What to know about COVID-19 vaccinations no longer being advised for healthy children and pregnant women
A COVID-19 vaccine is administered at Valley Stream Pediatrics in June 2022. Credit: Howard Schnapp
Health and Human Services Secretary Robert F. Kennedy Jr. announced on Tuesday that the CDC will no longer recommend COVID-19 vaccines for healthy children and pregnant women. Newsday asked two infectious disease experts from Long Island about the new guidance.
Do you agree with the decisions to change the COVID-19 vaccine recommendation, or do you have concerns?
"Very few people in the low-risk groups died and rates are manageable, so from that point of view, I understand the decision that healthy people don't necessarily need the vaccine," said Dr. Bruce Farber, chief of public health and epidemiology at Northwell Health. "While many people may not need multiple shots, the first is still helpful, particularly for children who have never had COVID."
"However, there are certain people, those with high-risk pregnancies and children with underlying health conditions who would very much benefit from it," he said. Farber is concerned the video had no mention of these groups of people. In addition, he said, some parents may want their children to receive the COVID-19 vaccination to reduce the chance they will pass the virus to grandparents and other older family members who are at greater risk.
Dr. Sharon Nachman, chief of pediatric infectious diseases at Stony Brook Children’s Hospital, said once the COVID-19 vaccine is available only to at-risk populations, it may not be accessible at pediatricians' offices anymore, and many pharmacies don’t vaccinate young children.
"Who’s going to be vaccinating those children?" she said. "There’s going to be a lot of hurdles for the American public, and the more hurdles you put in front of people to get a vaccine, the less likely they are to get the vaccine."
What kind of impact would this decision have, considering so few people received the updated COVID-19 vaccine this past season?
Both Farber and Nachman said pulling COVID-19 from the recommended vaccination list places a barrier in front of people who choose to receive it. It may not be covered by insurance.
"Over 50% of all vaccines in the U.S. are given out through the Vaccines for Children program because it’s funded by the federal government," Farber said. "This is taking away choice ... they are not allowing people, pediatricians and public health experts to make these recommendations."
How susceptible are pregnant women to the impact of COVID-19, based on what we’ve seen?
"I think this really is something that’s putting more pregnant women at risk," Nachman said. "When we're vaccinating pregnant women, we're vaccinating them as well as providing protection for their newborns because you cannot vaccinate a newborn."

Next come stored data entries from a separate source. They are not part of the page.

use anyhow::{Context, Result, anyhow};
use directories::ProjectDirs;
use serde::{Deserialize, Serialize};
use std::{
    collections::BTreeMap,
    fs,
    path::{Path, PathBuf},
    time::Duration,
};

use crate::model::Coordinates;

pub const DEFAULT_ENDPOINT: &str = "https://api.open-meteo.com/v1/forecast";
pub const DEFAULT_CONNECT_TIMEOUT_SECS: u64 = 5;
pub const DEFAULT_READ_TIMEOUT_SECS: u64 = 10;

/// Top-level configuration stored on disk.
#[derive(Debug, Clone, PartialEq, Serialize, Deserialize)]
pub struct Config {
    /// Forecast endpoint, overridable for testing or self-hosted instances.
    #[serde(default = "default_endpoint")]
    pub endpoint: String,

    #[serde(default = "default_connect_timeout")]
    pub connect_timeout_secs: u64,

    #[serde(default = "default_read_timeout")]
    pub read_timeout_secs: u64,

    /// Name of the location used when none is given on the command line.
    #[serde(default)]
    pub default_location: Option<String>,

    /// Example TOML:
    /// [locations.home]
    /// latitude = 52.52
    /// longitude = 13.405
    #[serde(default)]
    pub locations: BTreeMap<String, Coordinates>,
}

fn default_endpoint() -> String {
    DEFAULT_ENDPOINT.to_string()
}

const fn default_connect_timeout() -> u64 {
    DEFAULT_CONNECT_TIMEOUT_SECS
}

const fn default_read_timeout() -> u64 {
    DEFAULT_READ_TIMEOUT_SECS
}

impl Default for Config {
    fn default() -> Self {
        Self {
            endpoint: default_endpoint(),
            connect_timeout_secs: default_connect_timeout(),
            read_timeout_secs: default_read_timeout(),
            default_location: None,
            locations: BTreeMap::new(),
        }
    }
}

impl Config {
    pub fn connect_timeout(&self) -> Duration {
        Duration::from_secs(self.connect_timeout_secs)
    }

    pub fn read_timeout(&self) -> Duration {
        Duration::from_secs(self.read_timeout_secs)
    }

    /// Return the default location's name and coordinates.
    pub fn default_location(&self) -> Result<(&str, Coordinates)> {
        let name = self.default_location.as_deref().ok_or_else(|| {
            anyhow!(
                "No default location configured.\n\
                 Hint: run `meteo configure` or pass --lat/--lon."
            )
        })?;

        let coords = self
            .location(name)
            .ok_or_else(|| anyhow!("Default location '{name}' is not among the saved locations."))?;

        Ok((name, coords))
    }

    pub fn location(&self, name: &str) -> Option<Coordinates> {
        self.locations.get(name).copied()
    }

    /// Make an already saved location the default.
    pub fn set_default_location(&mut self, name: &str) -> Result<()> {
        if !self.locations.contains_key(name) {
            return Err(anyhow!("Unknown location '{name}'."));
        }
        self.default_location = Some(name.to_string());
        Ok(())
    }

    /// Set/replace a saved location; the first one saved becomes the default.
    pub fn upsert_location(&mut self, name: &str, coords: Coordinates) {
        self.locations.insert(name.to_string(), coords);

        if self.default_location.is_none() {
            self.default_location = Some(name.to_string());
        }
    }

    /// Load config from disk, or return defaults if it doesn't exist yet.
    pub fn load() -> Result<Self> {
        let path = Self::config_file_path()?;
        Self::load_from(&path)
    }

    pub fn load_from(path: &Path) -> Result<Self> {
        if !path.exists() {
            // First run: no config file.
            return Ok(Self::default());
        }

        let contents = fs::read_to_string(path)
            .with_context(|| format!("Failed to read config file: {}", path.display()))?;

        let cfg: Config = toml::from_str(&contents)
            .with_context(|| format!("Failed to parse config file: {}", path.display()))?;

        for (name, coords) in &cfg.locations {
            coords
                .validate()
                .with_context(|| format!("Saved location '{name}' in {}", path.display()))?;
        }

        Ok(cfg)
    }

    /// Save config to disk, creating parent directories as needed.
    pub fn save(&self) -> Result<()> {
        let path = Self::config_file_path()?;
        self.save_to(&path)
    }

    pub fn save_to(&self, path: &Path) -> Result<()> {
        if let Some(parent) = path.parent() {
            fs::create_dir_all(parent).with_context(|| {
                format!("Failed to create config directory: {}", parent.display())
            })?;
        }

        let toml =
            toml::to_string_pretty(self).context("Failed to serialize configuration to TOML")?;

        fs::write(path, toml)
            .with_context(|| format!("Failed to write config file: {}", path.display()))?;

        Ok(())
    }

    /// Path to the config file.
    pub fn config_file_path() -> Result<PathBuf> {
        let dirs = ProjectDirs::from("dev", "meteo", "meteo-cli")
            .ok_or_else(|| anyhow!("Could not determine platform config directory"))?;

        Ok(dirs.config_dir().join("config.toml"))
    }
}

Nachman said pregnant women can be more susceptible to COVID-19 and other respiratory viruses. "In the 2009 flu pandemic, pregnant women were the ones who were hospitalized more frequently than non-pregnant women, and we saw it with last year's flu epidemic when pregnant women, in fact, more often got sicker than their non-pregnant similar-age populations."
In the past, CDC decisions about vaccines are made after an advisory panel of outside experts weighs in. Why is that important?
"This really bothers me," Farber said. "We are bypassing experts who have opinions from around the country and have made these careful, methodical decisions based on data. These are rash and unilateral decisions, not based on thoughtful dialogue."
Nachman called it a "bad precedent."
"These are the very people who know the most about that illness and the vaccines," she said.